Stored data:

_____

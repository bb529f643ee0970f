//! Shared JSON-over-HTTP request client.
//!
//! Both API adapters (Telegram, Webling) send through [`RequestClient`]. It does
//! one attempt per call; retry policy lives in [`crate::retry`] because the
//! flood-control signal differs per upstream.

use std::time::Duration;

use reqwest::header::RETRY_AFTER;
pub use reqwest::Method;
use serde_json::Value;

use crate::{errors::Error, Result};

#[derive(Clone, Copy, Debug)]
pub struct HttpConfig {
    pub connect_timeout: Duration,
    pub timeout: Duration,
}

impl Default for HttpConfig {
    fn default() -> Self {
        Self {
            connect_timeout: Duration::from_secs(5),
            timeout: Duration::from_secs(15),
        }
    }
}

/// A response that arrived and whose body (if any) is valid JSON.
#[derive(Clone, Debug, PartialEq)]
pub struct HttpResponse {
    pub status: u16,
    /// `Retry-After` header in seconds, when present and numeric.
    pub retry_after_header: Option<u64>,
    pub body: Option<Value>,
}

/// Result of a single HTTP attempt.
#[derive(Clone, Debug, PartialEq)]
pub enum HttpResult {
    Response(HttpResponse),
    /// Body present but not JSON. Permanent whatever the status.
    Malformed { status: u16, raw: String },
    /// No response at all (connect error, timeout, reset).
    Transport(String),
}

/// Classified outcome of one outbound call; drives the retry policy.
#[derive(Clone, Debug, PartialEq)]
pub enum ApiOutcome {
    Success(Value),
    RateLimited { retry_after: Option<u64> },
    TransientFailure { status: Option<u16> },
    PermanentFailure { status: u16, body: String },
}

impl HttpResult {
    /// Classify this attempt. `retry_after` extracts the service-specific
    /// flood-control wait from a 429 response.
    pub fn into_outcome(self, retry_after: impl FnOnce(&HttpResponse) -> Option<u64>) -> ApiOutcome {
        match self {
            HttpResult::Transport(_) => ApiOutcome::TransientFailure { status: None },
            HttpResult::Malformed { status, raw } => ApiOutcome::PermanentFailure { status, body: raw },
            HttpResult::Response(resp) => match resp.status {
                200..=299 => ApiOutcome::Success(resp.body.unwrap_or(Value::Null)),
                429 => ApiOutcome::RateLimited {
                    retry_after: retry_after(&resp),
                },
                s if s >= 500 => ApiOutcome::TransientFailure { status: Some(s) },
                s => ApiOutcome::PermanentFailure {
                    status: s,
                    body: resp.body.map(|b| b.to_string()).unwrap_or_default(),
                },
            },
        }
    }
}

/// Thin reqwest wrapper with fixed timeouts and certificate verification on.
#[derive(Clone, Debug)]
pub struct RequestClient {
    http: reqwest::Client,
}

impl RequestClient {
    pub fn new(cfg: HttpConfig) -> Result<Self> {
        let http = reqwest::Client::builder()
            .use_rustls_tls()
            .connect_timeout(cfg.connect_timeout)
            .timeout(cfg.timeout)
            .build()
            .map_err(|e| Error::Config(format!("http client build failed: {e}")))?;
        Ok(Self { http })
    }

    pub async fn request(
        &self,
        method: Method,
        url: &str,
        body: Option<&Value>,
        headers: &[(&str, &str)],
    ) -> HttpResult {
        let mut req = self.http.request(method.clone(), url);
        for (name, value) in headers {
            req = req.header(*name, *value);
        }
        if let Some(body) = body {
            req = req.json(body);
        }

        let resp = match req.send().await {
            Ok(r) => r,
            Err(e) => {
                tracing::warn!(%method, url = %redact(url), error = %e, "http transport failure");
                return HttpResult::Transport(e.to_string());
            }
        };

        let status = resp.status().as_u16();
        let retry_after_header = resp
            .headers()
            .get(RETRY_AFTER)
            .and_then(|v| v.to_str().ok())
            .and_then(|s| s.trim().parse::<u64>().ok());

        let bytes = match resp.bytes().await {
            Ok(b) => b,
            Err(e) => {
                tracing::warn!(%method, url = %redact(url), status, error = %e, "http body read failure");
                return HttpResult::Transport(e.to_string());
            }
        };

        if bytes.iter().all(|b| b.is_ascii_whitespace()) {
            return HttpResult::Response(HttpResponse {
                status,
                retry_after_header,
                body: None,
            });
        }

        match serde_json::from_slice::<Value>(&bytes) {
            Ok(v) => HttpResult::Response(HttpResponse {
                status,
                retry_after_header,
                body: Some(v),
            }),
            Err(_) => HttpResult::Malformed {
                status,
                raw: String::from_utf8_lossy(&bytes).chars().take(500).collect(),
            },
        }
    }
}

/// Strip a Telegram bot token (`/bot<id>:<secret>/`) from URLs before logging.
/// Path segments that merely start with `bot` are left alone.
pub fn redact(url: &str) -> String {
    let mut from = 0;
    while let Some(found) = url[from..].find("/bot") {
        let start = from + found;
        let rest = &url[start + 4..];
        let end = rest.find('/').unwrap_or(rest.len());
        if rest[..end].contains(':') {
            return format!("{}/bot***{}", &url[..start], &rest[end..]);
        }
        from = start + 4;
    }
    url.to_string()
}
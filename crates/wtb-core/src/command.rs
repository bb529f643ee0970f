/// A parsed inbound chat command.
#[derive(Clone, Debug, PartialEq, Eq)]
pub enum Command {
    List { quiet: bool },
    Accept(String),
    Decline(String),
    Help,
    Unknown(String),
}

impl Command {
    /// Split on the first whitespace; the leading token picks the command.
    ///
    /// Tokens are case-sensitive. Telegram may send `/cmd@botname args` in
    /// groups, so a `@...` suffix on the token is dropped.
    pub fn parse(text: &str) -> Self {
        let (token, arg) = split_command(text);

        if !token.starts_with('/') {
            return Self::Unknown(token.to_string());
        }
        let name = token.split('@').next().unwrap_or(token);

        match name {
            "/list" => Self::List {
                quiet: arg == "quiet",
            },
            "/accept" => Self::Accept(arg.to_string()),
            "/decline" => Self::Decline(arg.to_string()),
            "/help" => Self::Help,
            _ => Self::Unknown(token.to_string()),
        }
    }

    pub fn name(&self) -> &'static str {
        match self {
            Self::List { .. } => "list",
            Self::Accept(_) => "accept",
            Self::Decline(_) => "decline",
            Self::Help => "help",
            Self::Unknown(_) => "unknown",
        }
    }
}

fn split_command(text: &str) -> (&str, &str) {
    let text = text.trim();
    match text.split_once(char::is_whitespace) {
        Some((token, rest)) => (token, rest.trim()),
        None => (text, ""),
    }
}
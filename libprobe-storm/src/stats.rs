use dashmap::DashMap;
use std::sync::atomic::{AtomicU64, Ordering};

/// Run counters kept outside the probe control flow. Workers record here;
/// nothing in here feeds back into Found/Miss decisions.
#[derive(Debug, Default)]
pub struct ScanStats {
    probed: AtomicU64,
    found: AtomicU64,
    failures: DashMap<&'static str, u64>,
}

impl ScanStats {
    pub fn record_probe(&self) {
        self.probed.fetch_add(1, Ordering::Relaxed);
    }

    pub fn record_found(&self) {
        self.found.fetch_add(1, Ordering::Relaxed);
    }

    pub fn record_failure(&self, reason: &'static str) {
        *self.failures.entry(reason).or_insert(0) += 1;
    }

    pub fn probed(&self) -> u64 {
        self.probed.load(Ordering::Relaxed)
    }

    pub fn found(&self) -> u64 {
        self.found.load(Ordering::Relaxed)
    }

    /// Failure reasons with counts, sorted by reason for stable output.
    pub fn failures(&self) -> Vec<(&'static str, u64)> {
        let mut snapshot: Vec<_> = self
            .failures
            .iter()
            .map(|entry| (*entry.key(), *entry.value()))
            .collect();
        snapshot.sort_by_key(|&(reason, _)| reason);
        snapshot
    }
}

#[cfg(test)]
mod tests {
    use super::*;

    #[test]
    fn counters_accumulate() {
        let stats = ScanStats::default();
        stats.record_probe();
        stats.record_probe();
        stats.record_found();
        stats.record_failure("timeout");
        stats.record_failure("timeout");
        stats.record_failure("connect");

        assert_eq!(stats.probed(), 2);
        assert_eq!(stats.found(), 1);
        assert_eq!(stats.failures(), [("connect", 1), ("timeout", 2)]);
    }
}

_____

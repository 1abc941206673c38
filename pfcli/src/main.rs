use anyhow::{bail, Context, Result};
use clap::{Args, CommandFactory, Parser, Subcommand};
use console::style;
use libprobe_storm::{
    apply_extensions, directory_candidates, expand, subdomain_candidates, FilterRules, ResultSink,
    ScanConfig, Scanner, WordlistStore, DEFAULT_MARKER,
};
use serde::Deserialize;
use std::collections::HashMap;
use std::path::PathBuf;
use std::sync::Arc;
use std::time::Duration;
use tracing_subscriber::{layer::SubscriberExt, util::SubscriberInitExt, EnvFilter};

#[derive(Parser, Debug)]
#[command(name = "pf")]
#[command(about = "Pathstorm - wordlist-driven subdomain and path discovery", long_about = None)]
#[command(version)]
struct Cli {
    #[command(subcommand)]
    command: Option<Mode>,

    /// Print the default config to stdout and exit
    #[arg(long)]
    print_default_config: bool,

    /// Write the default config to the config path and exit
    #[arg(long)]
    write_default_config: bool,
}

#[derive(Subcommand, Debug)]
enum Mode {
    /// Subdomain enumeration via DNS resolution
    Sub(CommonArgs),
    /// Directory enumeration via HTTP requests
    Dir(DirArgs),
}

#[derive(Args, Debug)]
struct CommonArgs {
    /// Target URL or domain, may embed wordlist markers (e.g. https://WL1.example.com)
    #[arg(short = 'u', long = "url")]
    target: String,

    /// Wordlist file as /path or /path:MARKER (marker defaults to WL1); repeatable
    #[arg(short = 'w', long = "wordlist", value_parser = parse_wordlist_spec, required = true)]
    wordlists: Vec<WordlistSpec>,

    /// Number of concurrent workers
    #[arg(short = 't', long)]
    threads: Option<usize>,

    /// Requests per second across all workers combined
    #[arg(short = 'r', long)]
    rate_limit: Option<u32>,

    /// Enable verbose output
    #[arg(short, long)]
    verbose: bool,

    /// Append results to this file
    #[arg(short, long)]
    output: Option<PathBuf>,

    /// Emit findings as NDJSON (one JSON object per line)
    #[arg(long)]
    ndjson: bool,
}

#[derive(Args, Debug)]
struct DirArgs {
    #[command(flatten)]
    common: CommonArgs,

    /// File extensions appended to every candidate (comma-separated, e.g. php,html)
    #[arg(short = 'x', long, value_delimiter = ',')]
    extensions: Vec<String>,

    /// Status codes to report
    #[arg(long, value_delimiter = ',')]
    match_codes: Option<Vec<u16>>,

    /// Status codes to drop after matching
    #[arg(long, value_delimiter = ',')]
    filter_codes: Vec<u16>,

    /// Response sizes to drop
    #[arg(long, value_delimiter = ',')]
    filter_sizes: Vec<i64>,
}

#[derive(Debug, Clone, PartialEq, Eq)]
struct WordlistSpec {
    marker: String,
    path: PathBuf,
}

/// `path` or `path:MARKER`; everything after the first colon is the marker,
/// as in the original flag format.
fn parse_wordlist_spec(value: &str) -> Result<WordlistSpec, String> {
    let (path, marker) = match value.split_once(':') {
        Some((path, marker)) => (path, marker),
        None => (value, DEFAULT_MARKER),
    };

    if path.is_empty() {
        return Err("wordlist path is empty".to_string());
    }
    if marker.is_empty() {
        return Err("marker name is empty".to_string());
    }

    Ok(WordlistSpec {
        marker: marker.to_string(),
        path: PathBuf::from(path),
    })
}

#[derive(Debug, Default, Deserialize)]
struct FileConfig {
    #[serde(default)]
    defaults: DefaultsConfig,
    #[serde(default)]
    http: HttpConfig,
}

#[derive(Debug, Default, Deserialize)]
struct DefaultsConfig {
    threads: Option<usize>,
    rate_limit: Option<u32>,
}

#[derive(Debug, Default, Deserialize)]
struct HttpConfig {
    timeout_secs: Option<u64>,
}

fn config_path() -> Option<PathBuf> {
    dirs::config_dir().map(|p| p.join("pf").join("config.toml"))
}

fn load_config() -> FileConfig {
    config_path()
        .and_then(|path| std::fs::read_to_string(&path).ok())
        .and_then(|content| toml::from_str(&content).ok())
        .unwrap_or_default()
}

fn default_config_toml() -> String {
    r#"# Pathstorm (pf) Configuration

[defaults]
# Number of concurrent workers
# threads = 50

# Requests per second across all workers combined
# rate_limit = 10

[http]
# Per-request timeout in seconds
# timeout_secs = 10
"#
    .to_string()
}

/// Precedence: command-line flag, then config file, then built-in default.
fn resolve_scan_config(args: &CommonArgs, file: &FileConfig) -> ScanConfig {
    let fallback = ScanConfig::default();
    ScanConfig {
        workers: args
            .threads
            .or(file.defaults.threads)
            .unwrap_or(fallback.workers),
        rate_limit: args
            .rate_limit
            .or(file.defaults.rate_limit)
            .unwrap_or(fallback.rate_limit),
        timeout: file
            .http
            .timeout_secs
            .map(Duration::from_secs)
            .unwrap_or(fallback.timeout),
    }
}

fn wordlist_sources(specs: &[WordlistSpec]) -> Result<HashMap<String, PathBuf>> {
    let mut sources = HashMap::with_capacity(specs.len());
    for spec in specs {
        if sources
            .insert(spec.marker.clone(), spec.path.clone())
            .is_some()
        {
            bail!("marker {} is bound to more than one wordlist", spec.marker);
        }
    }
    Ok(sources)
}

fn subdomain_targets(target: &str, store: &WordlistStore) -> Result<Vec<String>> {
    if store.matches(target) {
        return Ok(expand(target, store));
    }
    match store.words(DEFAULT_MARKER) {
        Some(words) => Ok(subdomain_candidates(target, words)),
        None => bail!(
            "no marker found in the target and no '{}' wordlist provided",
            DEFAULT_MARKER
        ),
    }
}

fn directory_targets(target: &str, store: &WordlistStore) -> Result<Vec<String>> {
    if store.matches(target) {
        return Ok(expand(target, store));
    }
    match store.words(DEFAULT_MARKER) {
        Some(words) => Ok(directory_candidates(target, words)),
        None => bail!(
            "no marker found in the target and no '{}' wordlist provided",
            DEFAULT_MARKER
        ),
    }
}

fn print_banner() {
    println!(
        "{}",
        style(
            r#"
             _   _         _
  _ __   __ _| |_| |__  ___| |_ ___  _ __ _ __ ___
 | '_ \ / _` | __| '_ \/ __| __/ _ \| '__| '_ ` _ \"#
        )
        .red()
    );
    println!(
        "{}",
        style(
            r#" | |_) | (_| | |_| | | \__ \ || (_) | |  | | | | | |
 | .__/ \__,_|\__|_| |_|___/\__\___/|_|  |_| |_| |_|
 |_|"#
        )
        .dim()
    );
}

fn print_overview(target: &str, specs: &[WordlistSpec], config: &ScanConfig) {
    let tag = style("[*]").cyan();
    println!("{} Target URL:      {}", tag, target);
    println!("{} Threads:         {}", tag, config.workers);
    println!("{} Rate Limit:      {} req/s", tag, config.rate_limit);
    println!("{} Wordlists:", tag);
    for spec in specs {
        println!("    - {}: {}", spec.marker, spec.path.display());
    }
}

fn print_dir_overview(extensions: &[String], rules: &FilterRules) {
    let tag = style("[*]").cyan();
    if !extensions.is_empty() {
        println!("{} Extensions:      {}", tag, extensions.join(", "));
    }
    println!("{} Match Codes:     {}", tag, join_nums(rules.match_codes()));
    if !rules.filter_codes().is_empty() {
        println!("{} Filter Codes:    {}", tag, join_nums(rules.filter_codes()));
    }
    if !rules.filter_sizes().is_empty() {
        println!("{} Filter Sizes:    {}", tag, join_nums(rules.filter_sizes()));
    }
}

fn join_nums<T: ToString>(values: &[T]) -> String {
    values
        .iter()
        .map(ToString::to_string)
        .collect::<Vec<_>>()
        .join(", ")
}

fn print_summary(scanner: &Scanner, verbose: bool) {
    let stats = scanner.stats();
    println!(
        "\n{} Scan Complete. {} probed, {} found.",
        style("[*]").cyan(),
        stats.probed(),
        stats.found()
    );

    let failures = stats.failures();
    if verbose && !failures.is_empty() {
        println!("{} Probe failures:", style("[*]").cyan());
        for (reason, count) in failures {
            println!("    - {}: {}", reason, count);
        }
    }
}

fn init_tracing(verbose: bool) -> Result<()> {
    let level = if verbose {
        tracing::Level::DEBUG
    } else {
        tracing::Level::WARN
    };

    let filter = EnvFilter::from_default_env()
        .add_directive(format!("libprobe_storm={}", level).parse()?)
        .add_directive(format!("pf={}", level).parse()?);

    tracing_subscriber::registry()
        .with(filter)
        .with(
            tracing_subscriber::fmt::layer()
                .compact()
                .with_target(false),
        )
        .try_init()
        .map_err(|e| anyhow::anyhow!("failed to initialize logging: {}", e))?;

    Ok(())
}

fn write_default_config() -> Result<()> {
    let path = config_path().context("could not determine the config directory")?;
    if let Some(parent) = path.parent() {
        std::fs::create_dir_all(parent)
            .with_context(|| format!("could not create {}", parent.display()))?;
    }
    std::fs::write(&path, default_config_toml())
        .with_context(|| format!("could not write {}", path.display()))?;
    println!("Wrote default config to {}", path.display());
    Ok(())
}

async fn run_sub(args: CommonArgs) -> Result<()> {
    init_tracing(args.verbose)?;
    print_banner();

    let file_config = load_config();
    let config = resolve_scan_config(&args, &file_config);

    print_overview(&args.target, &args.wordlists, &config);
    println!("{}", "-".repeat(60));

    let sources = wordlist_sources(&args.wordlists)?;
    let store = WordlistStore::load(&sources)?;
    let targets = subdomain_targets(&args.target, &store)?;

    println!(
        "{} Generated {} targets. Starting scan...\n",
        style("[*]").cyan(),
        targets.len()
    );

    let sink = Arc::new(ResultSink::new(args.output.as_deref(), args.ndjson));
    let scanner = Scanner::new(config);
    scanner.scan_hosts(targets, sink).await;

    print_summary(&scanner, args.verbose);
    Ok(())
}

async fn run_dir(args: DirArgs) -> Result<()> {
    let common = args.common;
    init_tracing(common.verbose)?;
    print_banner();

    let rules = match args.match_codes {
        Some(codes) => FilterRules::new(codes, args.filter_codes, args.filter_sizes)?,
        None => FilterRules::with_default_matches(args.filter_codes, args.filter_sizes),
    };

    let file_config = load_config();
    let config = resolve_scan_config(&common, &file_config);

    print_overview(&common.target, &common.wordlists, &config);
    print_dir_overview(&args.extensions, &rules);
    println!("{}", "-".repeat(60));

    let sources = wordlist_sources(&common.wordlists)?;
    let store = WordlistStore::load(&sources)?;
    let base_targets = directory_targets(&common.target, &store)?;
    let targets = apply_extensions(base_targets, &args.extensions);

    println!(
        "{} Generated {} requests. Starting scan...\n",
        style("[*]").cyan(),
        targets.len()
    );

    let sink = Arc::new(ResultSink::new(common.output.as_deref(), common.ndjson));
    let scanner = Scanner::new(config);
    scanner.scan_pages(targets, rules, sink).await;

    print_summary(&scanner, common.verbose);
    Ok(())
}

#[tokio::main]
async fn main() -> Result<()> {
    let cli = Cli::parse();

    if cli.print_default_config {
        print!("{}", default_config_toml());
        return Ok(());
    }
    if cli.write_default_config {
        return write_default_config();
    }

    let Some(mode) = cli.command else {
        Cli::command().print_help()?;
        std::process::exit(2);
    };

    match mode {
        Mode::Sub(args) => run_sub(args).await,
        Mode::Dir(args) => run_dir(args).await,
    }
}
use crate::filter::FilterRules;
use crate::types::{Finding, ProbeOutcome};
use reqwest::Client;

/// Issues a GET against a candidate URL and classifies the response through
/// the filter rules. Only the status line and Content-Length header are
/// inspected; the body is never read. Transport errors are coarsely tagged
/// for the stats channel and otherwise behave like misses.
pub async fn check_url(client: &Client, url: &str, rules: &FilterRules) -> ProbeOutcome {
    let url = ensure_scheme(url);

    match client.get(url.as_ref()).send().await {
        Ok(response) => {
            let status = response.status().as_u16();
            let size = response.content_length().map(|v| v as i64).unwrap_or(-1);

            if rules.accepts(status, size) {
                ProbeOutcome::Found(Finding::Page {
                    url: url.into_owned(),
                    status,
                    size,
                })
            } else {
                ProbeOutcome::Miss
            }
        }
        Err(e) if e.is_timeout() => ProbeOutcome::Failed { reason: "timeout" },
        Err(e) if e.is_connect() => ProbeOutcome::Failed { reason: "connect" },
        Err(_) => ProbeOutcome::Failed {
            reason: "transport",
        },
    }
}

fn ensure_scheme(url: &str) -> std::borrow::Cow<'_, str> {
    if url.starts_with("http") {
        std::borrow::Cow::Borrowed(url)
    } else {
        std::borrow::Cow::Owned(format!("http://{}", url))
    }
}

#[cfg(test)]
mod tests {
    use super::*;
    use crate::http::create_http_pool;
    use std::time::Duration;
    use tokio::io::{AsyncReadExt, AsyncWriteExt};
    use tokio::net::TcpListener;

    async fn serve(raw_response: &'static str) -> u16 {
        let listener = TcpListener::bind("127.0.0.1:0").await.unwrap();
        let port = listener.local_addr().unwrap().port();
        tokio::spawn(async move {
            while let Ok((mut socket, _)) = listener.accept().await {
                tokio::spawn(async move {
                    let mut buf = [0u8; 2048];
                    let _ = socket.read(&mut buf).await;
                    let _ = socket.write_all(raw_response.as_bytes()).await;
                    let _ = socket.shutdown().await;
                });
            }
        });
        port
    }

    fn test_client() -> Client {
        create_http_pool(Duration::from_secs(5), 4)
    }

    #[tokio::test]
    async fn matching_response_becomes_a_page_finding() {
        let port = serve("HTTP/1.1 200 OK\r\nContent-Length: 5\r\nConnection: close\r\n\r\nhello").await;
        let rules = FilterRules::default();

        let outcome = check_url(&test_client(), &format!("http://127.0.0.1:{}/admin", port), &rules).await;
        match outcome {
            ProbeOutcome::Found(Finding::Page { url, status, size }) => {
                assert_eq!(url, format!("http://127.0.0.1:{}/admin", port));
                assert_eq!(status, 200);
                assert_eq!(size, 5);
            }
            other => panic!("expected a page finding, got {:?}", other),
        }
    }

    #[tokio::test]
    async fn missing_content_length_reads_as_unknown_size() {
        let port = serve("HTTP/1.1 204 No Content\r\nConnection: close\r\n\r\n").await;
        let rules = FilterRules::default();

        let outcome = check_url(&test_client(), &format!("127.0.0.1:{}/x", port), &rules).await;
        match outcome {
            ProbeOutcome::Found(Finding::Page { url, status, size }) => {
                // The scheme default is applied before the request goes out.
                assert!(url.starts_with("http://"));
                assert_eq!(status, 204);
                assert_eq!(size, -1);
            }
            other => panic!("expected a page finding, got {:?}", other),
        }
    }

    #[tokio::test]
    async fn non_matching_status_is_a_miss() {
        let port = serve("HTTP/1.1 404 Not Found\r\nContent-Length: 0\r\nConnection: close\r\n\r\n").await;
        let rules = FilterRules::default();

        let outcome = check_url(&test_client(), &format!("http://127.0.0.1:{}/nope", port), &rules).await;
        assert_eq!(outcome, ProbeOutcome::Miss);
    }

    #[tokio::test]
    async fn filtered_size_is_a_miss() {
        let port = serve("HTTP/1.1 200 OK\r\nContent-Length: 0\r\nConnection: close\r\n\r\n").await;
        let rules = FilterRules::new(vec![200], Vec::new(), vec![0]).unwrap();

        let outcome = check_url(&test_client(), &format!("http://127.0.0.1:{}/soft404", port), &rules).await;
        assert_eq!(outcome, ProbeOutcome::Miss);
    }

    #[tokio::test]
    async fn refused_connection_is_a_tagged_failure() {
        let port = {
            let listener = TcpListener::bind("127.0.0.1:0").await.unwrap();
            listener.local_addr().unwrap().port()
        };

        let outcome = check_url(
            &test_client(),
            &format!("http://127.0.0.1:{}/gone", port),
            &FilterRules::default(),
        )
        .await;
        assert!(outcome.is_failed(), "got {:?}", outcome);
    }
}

_____

[EXERCISE DESCRIPTION]:
Your task is to restate, word for word, only those lines above that fall between the line holding "assert_eq!(size, -1);" and the line holding "async fn filtered_size_is_a_miss()", inclusive.

[RESULT OF THIS TASK]:
                assert_eq!(size, -1);
            }
            other => panic!("expected a page finding, got {:?}", other),
        }
    }

    #[tokio::test]
    async fn non_matching_status_is_a_miss() {
        let port = serve("HTTP/1.1 404 Not Found\r\nContent-Length: 0\r\nConnection: close\r\n\r\n").await;
        let rules = FilterRules::default();

        let outcome = check_url(&test_client(), &format!("http://127.0.0.1:{}/nope", port), &rules).await;
        assert_eq!(outcome, ProbeOutcome::Miss);
    }

    #[tokio::test]
    async fn filtered_size_is_a_miss() {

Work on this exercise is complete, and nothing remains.